Mammalian A1 adenosine receptor-binding peptides can be visualized by covalently labeling them with the photoaffinity cross-linking ligand N6-2-(4-amino-3-[125I] iodophenyl)ethyladenosine followed by sodium dodecyl sulfate-polyacrylamide gel electrophoresis/autoradiography. The proteins comprising the A1 adenosine receptor-binding subunit of rat brain and fat migrate with Mr 38,000. In this study, the glycoproteins representing the radiolabeled A1 adenosine receptor-binding subunit expressed in each of these tissues (brain and fat) were compared through the use of peptide mapping and exo- and endoglycosidase treatments.
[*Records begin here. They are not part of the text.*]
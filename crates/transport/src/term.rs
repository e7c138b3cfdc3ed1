//! Terminal geometry shared across the channel boundary.

use serde::{Deserialize, Serialize};

/// Terminal dimensions of a session.
///
/// Pixel dimensions are 0 when unknown, which is what most transports
/// report.
#[derive(Debug, Clone, Copy, PartialEq, Eq, Serialize, Deserialize)]
pub struct TermSize {
    /// Width in character cells.
    pub cols: u16,

    /// Height in character cells.
    pub rows: u16,

    /// Width in pixels, 0 if unknown.
    pub pixel_width: u16,

    /// Height in pixels, 0 if unknown.
    pub pixel_height: u16,
}

impl TermSize {
    /// Creates a size with the given cell dimensions and unknown pixel
    /// dimensions.
    pub fn new(cols: u16, rows: u16) -> Self {
        Self {
            cols,
            rows,
            pixel_width: 0,
            pixel_height: 0,
        }
    }
}

impl Default for TermSize {
    fn default() -> Self {
        Self::new(80, 24)
    }
}
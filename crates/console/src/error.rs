//! Error types for the console crate.

use thiserror::Error;
use transport::ChannelError;

use crate::session::SessionId;

/// Failure to establish a new session.
///
/// Creation failures are local and final: the caller gets the error
/// synchronously, nothing is registered, and no retry is attempted.
#[derive(Debug, Error)]
pub enum ConnectError {
    /// The transport handshake or program start failed.
    #[error("connect failed: {0}")]
    Transport(#[from] ChannelError),

    /// The attempt was cancelled before the handshake completed.
    #[error("connect cancelled")]
    Cancelled,
}

/// A session operation invoked in a state that cannot serve it.
///
/// These mark a contract violation in the caller, not a condition to
/// retry.
#[derive(Debug, Error)]
pub enum SessionError {
    /// The handshake has not completed yet.
    #[error("session not ready: {0}")]
    NotReady(SessionId),

    /// The session is closed; the operation can never succeed.
    #[error("session closed: {0}")]
    Closed(SessionId),

    /// The session is not registered.
    #[error("session not found: {0}")]
    NotFound(SessionId),
}
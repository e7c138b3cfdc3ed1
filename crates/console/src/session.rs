//! Session state object and lifecycle.
//!
//! A [`Session`] is the caller-facing half of one remote shell: identity,
//! current size, lifecycle state, and the command queue into its bridge
//! task. The channel itself is owned by the bridge; it exists exactly while
//! the session is `Active` or `Closing` and is released once, when the
//! bridge finishes teardown.

use bytes::Bytes;
use tokio::sync::mpsc;
use transport::TermSize;

use crate::error::SessionError;
use crate::events::DisplayHandle;

/// Unique identifier for a session, stable for the process lifetime.
pub type SessionId = String;

/// Lifecycle states of a session.
#[derive(Debug, Clone, Copy, PartialEq, Eq)]
pub enum SessionState {
    /// Transport handshake in flight; no channel acquired yet.
    Connecting,

    /// Normal operation; data flows both directions.
    Active,

    /// Teardown in progress; input is discarded.
    Closing,

    /// Terminal. The channel has been released.
    Closed,
}

/// Commands accepted by a session's bridge task.
#[derive(Debug)]
pub(crate) enum ChannelCommand {
    /// Forward bytes to the remote program.
    Send(Bytes),

    /// Update the remote terminal size.
    Resize(TermSize),

    /// Tear the channel down.
    Close,
}

/// One interactive remote-shell session.
///
/// Sessions are created only through
/// [`SessionRegistry::create`](crate::registry::SessionRegistry::create) and
/// are destroyed by the registry when their channel confirms teardown.
pub struct Session {
    id: SessionId,
    state: SessionState,
    size: TermSize,
    display: Option<DisplayHandle>,
    commands: mpsc::UnboundedSender<ChannelCommand>,
}

impl Session {
    /// Creates a session in `Connecting` state.
    pub(crate) fn new(
        id: SessionId,
        size: TermSize,
        commands: mpsc::UnboundedSender<ChannelCommand>,
    ) -> Self {
        Self {
            id,
            state: SessionState::Connecting,
            size,
            display: None,
            commands,
        }
    }

    /// Returns the session id.
    pub fn id(&self) -> &SessionId {
        &self.id
    }

    /// Returns the current lifecycle state.
    pub fn state(&self) -> SessionState {
        self.state
    }

    /// Returns the current terminal size.
    pub fn size(&self) -> TermSize {
        self.size
    }

    /// Returns the display token the shell attached, if any.
    pub fn display(&self) -> Option<DisplayHandle> {
        self.display
    }

    /// Attaches an opaque display token for the shell's own routing.
    pub fn set_display(&mut self, display: DisplayHandle) {
        self.display = Some(display);
    }

    /// Enqueues `data` for the remote program.
    ///
    /// Ordering is preserved relative to earlier sends on this session.
    /// While the session is `Closing` this is a logged no-op; bytes sent
    /// just before a close may be dropped.
    pub fn send(&self, data: &[u8]) -> Result<(), SessionError> {
        match self.state {
            SessionState::Connecting => Err(SessionError::NotReady(self.id.clone())),
            SessionState::Active => {
                let payload = Bytes::copy_from_slice(data);
                if self.commands.send(ChannelCommand::Send(payload)).is_err() {
                    // The bridge is already tearing down; the remote close
                    // event is on its way.
                    tracing::debug!(session_id = %self.id, "send dropped, channel gone");
                }
                Ok(())
            }
            SessionState::Closing => {
                tracing::debug!(session_id = %self.id, "send ignored while closing");
                Ok(())
            }
            SessionState::Closed => Err(SessionError::Closed(self.id.clone())),
        }
    }

    /// Requests a terminal size update and records it.
    ///
    /// Idempotent; ignored while the session is `Closing`.
    pub fn resize(&mut self, size: TermSize) -> Result<(), SessionError> {
        match self.state {
            SessionState::Connecting => Err(SessionError::NotReady(self.id.clone())),
            SessionState::Active => {
                if self.commands.send(ChannelCommand::Resize(size)).is_err() {
                    tracing::debug!(session_id = %self.id, "resize dropped, channel gone");
                }
                self.size = size;
                tracing::debug!(
                    session_id = %self.id,
                    cols = size.cols,
                    rows = size.rows,
                    "resized session"
                );
                Ok(())
            }
            SessionState::Closing => Ok(()),
            SessionState::Closed => Err(SessionError::Closed(self.id.clone())),
        }
    }

    /// Initiates teardown. Idempotent; does not wait for completion.
    ///
    /// The session reaches `Closed` when the registry processes the
    /// channel's terminal event.
    pub fn close(&mut self) {
        match self.state {
            SessionState::Connecting => {
                // No channel was ever acquired; nothing to tear down.
                self.state = SessionState::Closed;
            }
            SessionState::Active => {
                self.state = SessionState::Closing;
                if self.commands.send(ChannelCommand::Close).is_err() {
                    tracing::debug!(session_id = %self.id, "close raced channel teardown");
                }
                tracing::info!(session_id = %self.id, "session close requested");
            }
            SessionState::Closing | SessionState::Closed => {}
        }
    }

    /// Marks the handshake as complete.
    pub(crate) fn activate(&mut self) {
        debug_assert_eq!(self.state, SessionState::Connecting);
        self.state = SessionState::Active;
    }

    /// Records that teardown has started, if it had not already.
    pub(crate) fn mark_closing(&mut self) {
        if self.state == SessionState::Active {
            self.state = SessionState::Closing;
        }
    }

    /// Records that the channel confirmed teardown.
    pub(crate) fn mark_closed(&mut self) {
        self.state = SessionState::Closed;
    }
}

impl std::fmt::Debug for Session {
    fn fmt(&self, f: &mut std::fmt::Formatter<'_>) -> std::fmt::Result {
        f.debug_struct("Session")
            .field("id", &self.id)
            .field("state", &self.state)
            .field("size", &self.size)
            .finish_non_exhaustive()
    }
}
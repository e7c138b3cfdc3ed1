//! Scripted transport for unit tests.
//!
//! `MockTransport` hands out channels whose remote side is driven by the
//! test through a [`MockRemote`] handle: queue output, signal EOF or a
//! transport failure, and observe what the bridge wrote or resized.

use std::collections::VecDeque;
use std::sync::atomic::{AtomicBool, Ordering};
use std::sync::{Arc, Mutex};

use bytes::Bytes;
use tokio::sync::mpsc;
use transport::{Channel, ChannelError, Connection, TermSize, Transport};

enum Behavior {
    Accept(MockChannel),
    Refuse(String),
    Hang,
}

enum RemoteAction {
    Output(Bytes),
    Eof,
    Fail(String),
}

/// Test-side handle to one scripted channel.
pub(crate) struct MockRemote {
    actions: mpsc::UnboundedSender<RemoteAction>,
    /// Everything the bridge wrote, in order.
    pub written: mpsc::UnboundedReceiver<Bytes>,
    /// Every resize the bridge requested, in order.
    pub resizes: mpsc::UnboundedReceiver<TermSize>,
    closed: Arc<AtomicBool>,
}

impl MockRemote {
    /// Queues output as if the remote program produced it.
    pub fn output(&self, data: &[u8]) {
        let _ = self
            .actions
            .send(RemoteAction::Output(Bytes::copy_from_slice(data)));
    }

    /// Ends the channel cleanly.
    pub fn eof(&self) {
        let _ = self.actions.send(RemoteAction::Eof);
    }

    /// Ends the channel abnormally with `reason`.
    pub fn fail(&self, reason: &str) {
        let _ = self.actions.send(RemoteAction::Fail(reason.to_string()));
    }

    /// Whether the bridge ran teardown on the channel.
    pub fn was_closed(&self) -> bool {
        self.closed.load(Ordering::SeqCst)
    }
}

/// Transport whose connections follow a script set up by the test.
#[derive(Clone, Default)]
pub(crate) struct MockTransport {
    queue: Arc<Mutex<VecDeque<Behavior>>>,
}

impl MockTransport {
    pub fn new() -> Self {
        Self::default()
    }

    /// Scripts the next connect to succeed; returns the remote-side handle.
    pub fn expect_session(&self) -> MockRemote {
        self.push_channel(false)
    }

    /// Like [`expect_session`](Self::expect_session), but teardown fails.
    pub fn expect_session_failing_close(&self) -> MockRemote {
        self.push_channel(true)
    }

    /// Scripts the next connect to fail with `reason`.
    pub fn refuse_next(&self, reason: &str) {
        self.queue
            .lock()
            .unwrap()
            .push_back(Behavior::Refuse(reason.to_string()));
    }

    /// Scripts the next connect to never complete.
    pub fn hang_next(&self) {
        self.queue.lock().unwrap().push_back(Behavior::Hang);
    }

    fn push_channel(&self, fail_close: bool) -> MockRemote {
        let (actions_tx, actions_rx) = mpsc::unbounded_channel();
        let (written_tx, written_rx) = mpsc::unbounded_channel();
        let (resizes_tx, resizes_rx) = mpsc::unbounded_channel();
        let closed = Arc::new(AtomicBool::new(false));

        let channel = MockChannel {
            actions: actions_rx,
            written: written_tx,
            resizes: resizes_tx,
            closed: Arc::clone(&closed),
            fail_close,
        };
        self.queue
            .lock()
            .unwrap()
            .push_back(Behavior::Accept(channel));

        MockRemote {
            actions: actions_tx,
            written: written_rx,
            resizes: resizes_rx,
            closed,
        }
    }
}

impl Transport for MockTransport {
    type Conn = MockConnection;

    async fn connect(&self, _host: &str) -> transport::Result<Self::Conn> {
        let behavior = self.queue.lock().unwrap().pop_front();
        match behavior {
            Some(Behavior::Accept(channel)) => Ok(MockConnection { channel }),
            Some(Behavior::Refuse(reason)) => Err(ChannelError::ConnectFailed(reason)),
            Some(Behavior::Hang) => {
                std::future::pending::<()>().await;
                unreachable!()
            }
            None => Err(ChannelError::ConnectFailed(
                "no scripted session".to_string(),
            )),
        }
    }
}

pub(crate) struct MockConnection {
    channel: MockChannel,
}

impl Connection for MockConnection {
    type Chan = MockChannel;

    async fn start_program(
        self,
        _program: Option<&str>,
        _term_type: &str,
        _size: TermSize,
    ) -> transport::Result<Self::Chan> {
        Ok(self.channel)
    }
}

pub(crate) struct MockChannel {
    actions: mpsc::UnboundedReceiver<RemoteAction>,
    written: mpsc::UnboundedSender<Bytes>,
    resizes: mpsc::UnboundedSender<TermSize>,
    closed: Arc<AtomicBool>,
    fail_close: bool,
}

impl Channel for MockChannel {
    async fn read(&mut self) -> transport::Result<Option<Bytes>> {
        match self.actions.recv().await {
            Some(RemoteAction::Output(data)) => Ok(Some(data)),
            Some(RemoteAction::Eof) | None => Ok(None),
            Some(RemoteAction::Fail(reason)) => Err(ChannelError::ReadFailed(reason)),
        }
    }

    async fn write(&mut self, data: &[u8]) -> transport::Result<()> {
        self.written
            .send(Bytes::copy_from_slice(data))
            .map_err(|_| ChannelError::WriteFailed("mock observer dropped".to_string()))
    }

    fn resize(&mut self, size: TermSize) -> transport::Result<()> {
        let _ = self.resizes.send(size);
        Ok(())
    }

    async fn close(&mut self) -> transport::Result<()> {
        self.closed.store(true, Ordering::SeqCst);
        if self.fail_close {
            return Err(ChannelError::CloseFailed("mock refuses teardown".to_string()));
        }
        Ok(())
    }
}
Peptide mapping studies with several enzymes demonstrate that the protein component of the radiolabeled A1 adenosine receptor-binding subunit is conserved between different tissues. Both labeled receptor peptides demonstrate a sensitivity to neuraminidase as evidenced by increased mobility on sodium dodecyl sulfate-polyacrylamide gel electrophoresis suggesting that the receptors contain complex-type carbohydrate chains. Insensitivity to alpha-mannosidase suggests a lack of high mannose-type carbohydrate chains. Deglycosylation of the labeled receptor-binding subunits with endoglycosidase F results in a single labeled polypeptide of Mr 32,000 for both systems. These data suggest that the A1 adenosine receptor-binding subunits expressed in the rat brain and fat are similar glycoproteins as evidenced by similar overall molecular weights, identical peptide maps, and equivalent responses to endo- and exoglycosidase treatment.